$ guides / kubernetes / kubernetes-resource-quota-exceeded ▌

Operations Guides

Kubernetes ResourceQuota exceeded: detection and remediation

A Deployment looks healthy in kubectl get deployment but the new ReplicaSet has zero pods. A Job is accepted but never creates a pod. A CI/CD pipeline fails with opaque 403 errors from the API server. These symptoms point to ResourceQuota exhaustion. Confirm the quota is the blocker, identify the exhausted resource, and fix it.

What this means

ResourceQuota is a namespace-scoped admission controller that enforces hard aggregate limits on resource consumption. When a tracked resource hits its hard limit, the API server rejects subsequent create requests with HTTP 403 Forbidden and a message containing exceeded quota: <quota-name>. Existing pods keep running; quota is enforced at admission time, not by terminating workloads.

Quota tracks requested resources, not actual usage. If a namespace quota covers requests.cpu or requests.memory, every new pod must specify a request for that resource. A pod with no request is rejected even if the quota has remaining capacity. Quota for pods counts only non-terminal pods (Pending and Running). Completed Job pods in Succeeded or Failed phase do not count against the pods quota, but Pending or Unknown pods do.

Common causes

Cause	What it looks like	First thing to check
Rolling update with no surge headroom	Deployment rollout stalls; new ReplicaSet creates zero pods	`kubectl get rs -n <namespace>` and compare maxSurge to quota slack
Jobs silently retrying without creating pods	Job object exists but no pods appear; no visible errors in `kubectl get jobs`	`kubectl describe job <name> -n <namespace>` for FailedCreate events
Missing resource requests on new pods	Pod create rejected even though total usage seems low	Pod template for `resources.requests`
Operator or CI/CD object leaks	Quota consumed by Secrets, ConfigMaps, or PVCs rather than pods	Resource breakdown in `kubectl describe resourcequota`
Ephemeral storage or PVC exhaustion	PVC Pending after scheduling	`kubectl get pvc -n <namespace>` and `requests.storage` quota

Quick checks

# Check all quotas and their current usage across namespaces
kubectl get resourcequota -A

# Describe a specific quota to see which resource is exhausted
kubectl describe resourcequota -n <namespace> <quota-name>

# Get structured used vs hard values
kubectl get resourcequota -n <namespace> -o json | \
  jq '.items[] | {name: .metadata.name, hard: .status.hard, used: .status.used}'

# Find recent quota-related creation failures
kubectl get events -n <namespace> --field-selector reason=FailedCreate

# Check if a Deployment rollout is stuck
kubectl rollout status deployment/<name> -n <namespace>

# Check if a Job is silently retrying without creating pods
kubectl describe job <name> -n <namespace>

# Verify pods have requests set when cpu/memory quota exists
kubectl get pod <name> -n <namespace> -o jsonpath='{.spec.containers[*].resources.requests}'

How to diagnose it

Confirm the quota block.

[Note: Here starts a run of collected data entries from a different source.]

// Session registry for concurrent conversations

use chrono::{DateTime, Duration as ChronoDuration, Utc};
use dashmap::DashMap;
use serde::Serialize;
use std::sync::{Arc, Mutex, MutexGuard};
use std::time::Duration;
use tokio::task::JoinHandle;
use tokio::time;
use uuid::Uuid;

use crate::config::SessionConfig;
use crate::errors::{PipelineError, PipelineResult};
use crate::pipeline::{ConversationAnalysis, SessionReport};
use crate::recommend::RecommendationBundle;

#[derive(Debug, Clone, Copy, PartialEq, Eq, Serialize)]
#[serde(rename_all = "lowercase")]
pub enum Role {
    User,
    Assistant,
}

/// One message; never modified after it is appended
#[derive(Debug, Clone, PartialEq, Eq, Serialize)]
pub struct Turn {
    pub role: Role,
    pub content: String,
}

/// Per-session state
#[derive(Debug, Clone)]
pub struct Session {
    pub id: String,
    turns: Vec<Turn>,
    pub created_at: DateTime<Utc>,
    pub last_activity: DateTime<Utc>,
    pub ended_at: Option<DateTime<Utc>>,
    report: Option<SessionReport>,
}

impl Session {
    fn new(id: String) -> Self {
        let now = Utc::now();
        Self {
            id,
            turns: Vec::new(),
            created_at: now,
            last_activity: now,
            ended_at: None,
            report: None,
        }
    }

    pub fn is_active(&self) -> bool {
        self.ended_at.is_none()
    }

    pub fn turns(&self) -> &[Turn] {
        &self.turns
    }

    pub fn user_turns(&self) -> Vec<&str> {
        self.turns
            .iter()
            .filter(|t| t.role == Role::User && !t.content.is_empty())
            .map(|t| t.content.as_str())
            .collect()
    }

    pub fn report(&self) -> Option<&SessionReport> {
        self.report.as_ref()
    }

    fn push(&mut self, role: Role, content: String) -> PipelineResult<()> {
        if !self.is_active() {
            return Err(PipelineError::SessionEnded(self.id.clone()));
        }
        self.turns.push(Turn { role, content });
        self.last_activity = Utc::now();
        Ok(())
    }

    /// Mark ended and cache the report
    pub fn finish(&mut self, ended_at: DateTime<Utc>, report: SessionReport) {
        self.ended_at = Some(ended_at);
        self.last_activity = ended_at;
        self.report = Some(report);
    }

    fn is_expired(&self, now: DateTime<Utc>, config: &SessionConfig) -> bool {
        match self.ended_at {
            Some(ended) => {
                now.signed_duration_since(ended)
                    >= ChronoDuration::minutes(config.ended_retention_minutes as i64)
            }
            None => {
                now.signed_duration_since(self.last_activity)
                    >= ChronoDuration::minutes(config.idle_timeout_minutes as i64)
            }
        }
    }
}

/// Privacy-stripped view of a session: counts and results, no text
#[derive(Debug, Clone, Serialize)]
pub struct SessionInfo {
    pub id: String,
    pub created_at: DateTime<Utc>,
    pub ended_at: Option<DateTime<Utc>>,
    pub active: bool,
    pub message_count: usize,
    pub analysis: Option<ConversationAnalysis>,
    pub recommendations: Option<RecommendationBundle>,
}

type SessionHandle = Arc<Mutex<Session>>;

/// Concurrent session registry
///
/// Each session sits behind its own mutex, so mutations of one session are
/// serialized while different sessions proceed independently.
pub struct SessionStore {
    sessions: DashMap<String, SessionHandle>,
    config: SessionConfig,
}

impl SessionStore {
    pub fn new(config: SessionConfig) -> Self {
        Self {
            sessions: DashMap::new(),
            config,
        }
    }

    /// Create a session with a fresh identifier
    pub fn create(&self) -> PipelineResult<String> {
        let id = Uuid::new_v4().to_string();
        self.insert(id.clone())?;
        Ok(id)
    }

    /// Return `session_id` if known, otherwise create it (or a fresh one)
    pub fn get_or_create(&self, session_id: Option<&str>) -> PipelineResult<String> {
        match session_id {
            Some(id) if self.sessions.contains_key(id) => Ok(id.to_string()),
            Some(id) => {
                self.insert(id.to_string())?;
                Ok(id.to_string())
            }
            None => self.create(),
        }
    }

    fn insert(&self, id: String) -> PipelineResult<()> {
        self.ensure_capacity()?;
        self.sessions
            .entry(id.clone())
            .or_insert_with(|| Arc::new(Mutex::new(Session::new(id.clone()))));
        tracing::info!(session_id = %id, "Created new session");
        Ok(())
    }

    fn ensure_capacity(&self) -> PipelineResult<()> {
        if self.sessions.len() < self.config.max_sessions {
            return Ok(());
        }
        self.evict_expired();
        let active = self.sessions.len();
        if active >= self.config.max_sessions {
            return Err(PipelineError::SessionLimit {
                active,
                max: self.config.max_sessions,
            });
        }
        Ok(())
    }

    fn handle(&self, session_id: &str) -> PipelineResult<SessionHandle> {
        // Clone the Arc so the map shard is not held while the session is locked
        self.sessions
            .get(session_id)
            .map(|entry| Arc::clone(entry.value()))
            .ok_or_else(|| PipelineError::SessionNotFound(session_id.to_string()))
    }

    fn lock(handle: &SessionHandle) -> MutexGuard<'_, Session> {
        // A panic elsewhere cannot leave a half-appended turn behind
        handle.lock().unwrap_or_else(|e| e.into_inner())
    }

    /// Run `f` with exclusive access to one session
    pub fn with_session<R>(
        &self,
        session_id: &str,
        f: impl FnOnce(&mut Session) -> R,
    ) -> PipelineResult<R> {
        let handle = self.handle(session_id)?;
        let mut session = Self::lock(&handle);
        Ok(f(&mut session))
    }

    /// Append a turn to an active session
    pub fn append_turn(&self, session_id: &str, role: Role, content: &str) -> PipelineResult<usize> {
        self.with_session(session_id, |session| {
            session.push(role, content.to_string())?;
            Ok(session.turns.len())
        })?
    }

    /// Record a user message and return the turns that preceded it
    ///
    /// The append and the snapshot happen under one lock, so user turns keep
    /// arrival order and each generator sees every message received before
    /// its own.
    pub fn begin_exchange(&self, session_id: &str, message: &str) -> PipelineResult<Vec<Turn>> {
        self.with_session(session_id, |session| {
            let context = session.turns.clone();
            session.push(Role::User, message.to_string())?;
            Ok(context)
        })?
    }

    /// Snapshot of the transcript
    pub fn transcript(&self, session_id: &str) -> PipelineResult<Vec<Turn>> {
        self.with_session(session_id, |session| session.turns.clone())
    }

    pub fn info(&self, session_id: &str) -> PipelineResult<SessionInfo> {
        self.with_session(session_id, |session| SessionInfo {
            id: session.id.clone(),
            created_at: session.created_at,
            ended_at: session.ended_at,
            active: session.is_active(),
            message_count: session.turns.len(),
            analysis: session.report.as_ref().map(|r| r.analysis.clone()),
            recommendations: session.report.as_ref().map(|r| r.recommendations.clone()),
        })
    }

    pub fn contains(&self, session_id: &str) -> bool {
        self.sessions.contains_key(session_id)
    }

    /// Number of sessions held, active or ended
    pub fn len(&self) -> usize {
        self.sessions.len()
    }

    pub fn is_empty(&self) -> bool {
        self.sessions.is_empty()
    }

    /// Number of sessions not yet ended
    pub fn active_count(&self) -> usize {
        self.sessions
            .iter()
            .filter(|entry| Self::lock(entry.value()).is_active())
            .count()
    }

    /// Remove idle and retention-expired sessions
    pub fn evict_expired(&self) -> usize {
        self.evict_expired_at(Utc::now())
    }

    pub fn evict_expired_at(&self, now: DateTime<Utc>) -> usize {
        let expired: Vec<String> = self
            .sessions
            .iter()
            .filter(|entry| Self::lock(entry.value()).is_expired(now, &self.config))
            .map(|entry| entry.key().clone())
            .collect();

        let mut removed_count = 0;
        for session_id in expired {
            if self.sessions.remove(&session_id).is_some() {
                removed_count += 1;
                tracing::debug!(session_id = %session_id, "Removed expired session");
            }
        }

        if removed_count > 0 {
            tracing::info!(
                removed = removed_count,
                remaining = self.sessions.len(),
                "Cleaned up expired sessions"
            );
        }
        removed_count
    }

    /// Start a background eviction loop on the current tokio runtime
    pub fn spawn_cleanup_task(self: &Arc<Self>, period: Duration) -> JoinHandle<()> {
        let store = Arc::clone(self);
        tokio::spawn(async move {
            let mut interval = time::interval(period);
            loop {
                interval.tick().await;
                store.evict_expired();
            }
        })
    }
}

#[cfg(test)]
mod tests {
    use super::*;

    fn config(max_sessions: usize) -> SessionConfig {
        SessionConfig {
            max_sessions,
            idle_timeout_minutes: 30,
            ended_retention_minutes: 10,
        }
    }

    #[test]
    fn test_session_creation() {
        let store = SessionStore::new(config(10));

        let first = store.create().unwrap();
        let second = store.create().unwrap();

        assert_ne!(first, second);
        assert_eq!(store.len(), 2);
        assert_eq!(store.active_count(), 2);
    }

    #[test]
    fn test_get_or_create_keeps_known_ids() {
        let store = SessionStore::new(config(10));

        let id = store.get_or_create(None).unwrap();
        assert_eq!(store.get_or_create(Some(&id)).unwrap(), id);
        assert_eq!(store.get_or_create(Some("client-chosen")).unwrap(), "client-chosen");
        assert_eq!(store.len(), 2);
    }

    #[test]
    fn test_append_preserves_order() {
        let store = SessionStore::new(config(10));
        let id = store.create().unwrap();

        store.append_turn(&id, Role::User, "first").unwrap();
        store.append_turn(&id, Role::Assistant, "second").unwrap();
        assert_eq!(store.append_turn(&id, Role::User, "third").unwrap(), 3);

        let transcript = store.transcript(&id).unwrap();
        let contents: Vec<&str> = transcript.iter().map(|t| t.content.as_str()).collect();
        assert_eq!(contents, vec!["first", "second", "third"]);
    }

    #[test]
    fn test_begin_exchange_returns_prior_turns() {
        let store = SessionStore::new(config(10));
        let id = store.create().unwrap();

        assert!(store.begin_exchange(&id, "hello").unwrap().is_empty());
        let context = store.begin_exchange(&id, "still there?").unwrap();
        assert_eq!(context.len(), 1);
        assert_eq!(context[0].content, "hello");
        assert_eq!(store.transcript(&id).unwrap().len(), 2);

        store
            .with_session(&id, |session| session.ended_at = Some(Utc::now()))
            .unwrap();
        assert!(matches!(
            store.begin_exchange(&id, "late"),
            Err(PipelineError::SessionEnded(_))
        ));
    }

    #[test]
    fn test_unknown_session_not_found() {
        let store = SessionStore::new(config(10));
        assert!(matches!(
            store.append_turn("missing", Role::User, "hi"),
            Err(PipelineError::SessionNotFound(_))
        ));
        assert!(matches!(store.info("missing"), Err(PipelineError::SessionNotFound(_))));
    }

    #[test]
    fn test_session_limit() {
        let store = SessionStore::new(config(2));
        store.create().unwrap();
        store.create().unwrap();

        let result = store.create();
        assert!(matches!(result, Err(PipelineError::SessionLimit { active: 2, max: 2 })));
        assert!(result.unwrap_err().to_string().contains("Maximum session limit"));
    }

    #[test]
    fn test_idle_sessions_evicted() {
        let store = SessionStore::new(config(10));
        let id = store.create().unwrap();

        assert_eq!(store.evict_expired_at(Utc::now()), 0);
        let later = Utc::now() + ChronoDuration::minutes(31);
        assert_eq!(store.evict_expired_at(later), 1);
        assert!(!store.contains(&id));
    }

    #[test]
    fn test_info_has_no_text() {
        let store = SessionStore::new(config(10));
        let id = store.create().unwrap();
        store.append_turn(&id, Role::User, "private words").unwrap();

        let info = store.info(&id).unwrap();
        assert_eq!(info.message_count, 1);
        assert!(info.active);
        assert!(info.analysis.is_none());
        let json = serde_json::to_string(&info).unwrap();
        assert!(!json.contains("private words"));
    }

    #[tokio::test]
    async fn test_cleanup_task_runs() {
        let store = Arc::new(SessionStore::new(SessionConfig {
            max_sessions: 10,
            idle_timeout_minutes: 0,
            ended_retention_minutes: 0,
        }));
        store.create().unwrap();

        let task = store.spawn_cleanup_task(Duration::from_millis(10));
        time::sleep(Duration::from_millis(50)).await;
        task.abort();

        assert_eq!(store.len(), 0);
    }
}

Look for FailedCreate events in the namespace. The event message contains exceeded quota: followed by the quota name and the exhausted resource. If events have expired, check kubectl describe resourcequota directly.
Identify the exhausted resource. kubectl describe resourcequota shows a table with Resource, Used, and Hard. Any resource where Used equals Hard is the blocker. Common culprits: pods, requests.cpu, requests.memory, limits.cpu, limits.memory, requests.storage, persistentvolumeclaims, services, secrets, or configmaps.
Check non-terminal pods. The pods quota counts Pending and Running pods. If pods quota is exhausted but few pods are Running, look for Pending pods stuck unschedulable or pods in Unknown phase due to node pressure.
Inspect rolling-update behavior. If the quota is sized for steady-state capacity and a Deployment uses RollingUpdate, the new ReplicaSet cannot create pods until old pods terminate. The Deployment appears healthy but the rollout stalls. Check ReplicaSet pod counts and compare maxSurge against available quota headroom.
Evaluate Job behavior. The Job object is accepted but its pods are rejected. The controller retries silently. Check the Job’s events for quota failures.
Verify LimitRange interaction. If a pod omits requests and the LimitRange does not provide defaults for a resource tracked by the quota, admission rejects the pod even if the quota is not exhausted.

flowchart TD
    A[Pod create failed or rollout stalled] --> B{Events show exceeded quota?}
    B -->|Yes| C[Describe ResourceQuota]
    B -->|No| D[Check FailedCreate events]
    D --> C
    C --> E{Which resource is at hard limit?}
    E -->|pods| F[Check maxSurge and Pending/Unknown pods]
    E -->|cpu/memory| G[Check pod requests and LimitRange defaults]
    E -->|storage/PVC| H[Check PVC claims and storage quota]
    E -->|secrets/configmaps| I[Audit operator or CI/CD object creation]
    F --> J[Adjust quota, reduce surge, or delete stuck pods and unused objects]
    G --> J
    H --> J
    I --> J

Metrics and signals to monitor

Signal	Why it matters	Warning sign
`kube_resourcequota` used vs hard	Tracks utilization of every quota resource type	Any resource > 80% of hard limit
`FailedCreate` event rate	Direct evidence of admission blocking pod creation	Sustained nonzero rate in a namespace
Pending pods count	Quota-blocked pods may be stuck in Pending	Pending pods increasing while scheduler is healthy
Deployment ready vs desired replicas	Detects rollout stalls from lack of quota headroom	`readyReplicas < spec.replicas` for extended period
Job active pod count vs completions	Jobs silently back off when quota blocks pod creation	Active pods stuck at zero with completions desired
Namespace object count by type	Identifies which object type is consuming count quota	Rapid growth in ConfigMaps, Secrets, or PVCs

Fixes

If the namespace is genuinely overcommitted

Delete unnecessary pods, scale down Deployments, or remove unused PVCs, Secrets, and ConfigMaps. If the workload is legitimate and persistent, raise the ResourceQuota hard value or move the workload to a less constrained namespace.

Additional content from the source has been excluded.